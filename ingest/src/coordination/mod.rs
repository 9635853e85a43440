//! Named locks and schema versions coordinating DDL across workers.
//!
//! The core only sees the trait: a single-node deployment backs it with the
//! in-process service in [`memory`], a clustered deployment backs the same
//! interface with a lease-based KV store.

pub mod memory;

pub use memory::InMemoryCoordination;

use async_trait::async_trait;

use crate::error::IngestResult;

/// Number of acquisition attempts made by `try_lock` before giving up.
pub const TRY_LOCK_ATTEMPTS: u32 = 3;

/// Base delay between `try_lock` attempts; doubles per attempt.
pub const TRY_LOCK_BASE_DELAY: std::time::Duration = std::time::Duration::from_secs(1);

/// Coordination service: named locks per `(system, collection)` pair plus a
/// monotonically increasing schema version per pair.
#[async_trait]
pub trait CoordinationService: Send + Sync {
    /// Acquires the named lock, retrying until it succeeds.
    async fn lock(&self, system: &str, collection: &str) -> IngestResult<LockGuard>;

    /// Acquires the named lock with a bounded retry budget
    /// ([`TRY_LOCK_ATTEMPTS`] attempts, exponential backoff from
    /// [`TRY_LOCK_BASE_DELAY`]); fails with `LockTimeout` when exhausted.
    async fn try_lock(&self, system: &str, collection: &str) -> IngestResult<LockGuard>;

    /// Bumps and returns the version of the pair. Called after successful
    /// DDL so other workers invalidate their cached schemas.
    async fn increment_version(&self, system: &str, collection: &str) -> IngestResult<i64>;

    /// Current version of the pair; 0 when never incremented.
    async fn get_version(&self, system: &str, collection: &str) -> IngestResult<i64>;
}

/// An acquired named lock. Released on drop, on every exit path including
/// panics.
pub struct LockGuard {
    identifier: String,
    release: Option<Box<dyn FnOnce() + Send>>,
}

impl LockGuard {
    pub fn new(identifier: impl Into<String>, release: impl FnOnce() + Send + 'static) -> Self {
        Self {
            identifier: identifier.into(),
            release: Some(Box::new(release)),
        }
    }

    pub fn identifier(&self) -> &str {
        &self.identifier
    }
}

impl Drop for LockGuard {
    fn drop(&mut self) {
        if let Some(release) = self.release.take() {
            release();
        }
    }
}

impl std::fmt::Debug for LockGuard {
    fn fmt(&self, f: &mut std::fmt::Formatter<'_>) -> std::fmt::Result {
        f.debug_struct("LockGuard")
            .field("identifier", &self.identifier)
            .finish()
    }
}

/// Canonical lock/version key of a `(system, collection)` pair.
pub fn identifier(system: &str, collection: &str) -> String {
    format!("{system}_{collection}")
}
//! Sink adapters and per-destination storage wrappers.
//!
//! Each adapter module speaks one sink's wire protocol behind the
//! [`ingest::sink::SinkAdapter`] contract; [`storage::DestinationStorage`]
//! wraps an adapter with the processor, table helper and fallback surface;
//! [`factory::DestinationFactory`] builds the whole destination for the
//! router.

pub mod bigquery;
pub mod clickhouse;
pub mod facebook;
pub mod factory;
pub mod google_analytics;
pub mod mysql;
pub mod postgres;
pub mod redshift;
pub mod s3;
pub mod snowflake;
pub mod stage;
pub mod storage;
pub mod values;

pub use factory::DestinationFactory;
pub use storage::DestinationStorage;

──────

Activity – Return only the lines spanning from the first line of the material through the line with "pub trait CoordinationService: Send", copied exactly, both ends kept.

Result for this exercise –
filename ingest/src/coordination/mod.rs
repository 9635853e85a43440
//! Named locks and schema versions coordinating DDL across workers.
//!
//! The core only sees the trait: a single-node deployment backs it with the
//! in-process service in [`memory`], a clustered deployment backs the same
//! interface with a lease-based KV store.

pub mod memory;

pub use memory::InMemoryCoordination;

use async_trait::async_trait;

use crate::error::IngestResult;

/// Number of acquisition attempts made by `try_lock` before giving up.
pub const TRY_LOCK_ATTEMPTS: u32 = 3;

/// Base delay between `try_lock` attempts; doubles per attempt.
pub const TRY_LOCK_BASE_DELAY: std::time::Duration = std::time::Duration::from_secs(1);

/// Coordination service: named locks per `(system, collection)` pair plus a
/// monotonically increasing schema version per pair.
#[async_trait]
pub trait CoordinationService: Send + Sync {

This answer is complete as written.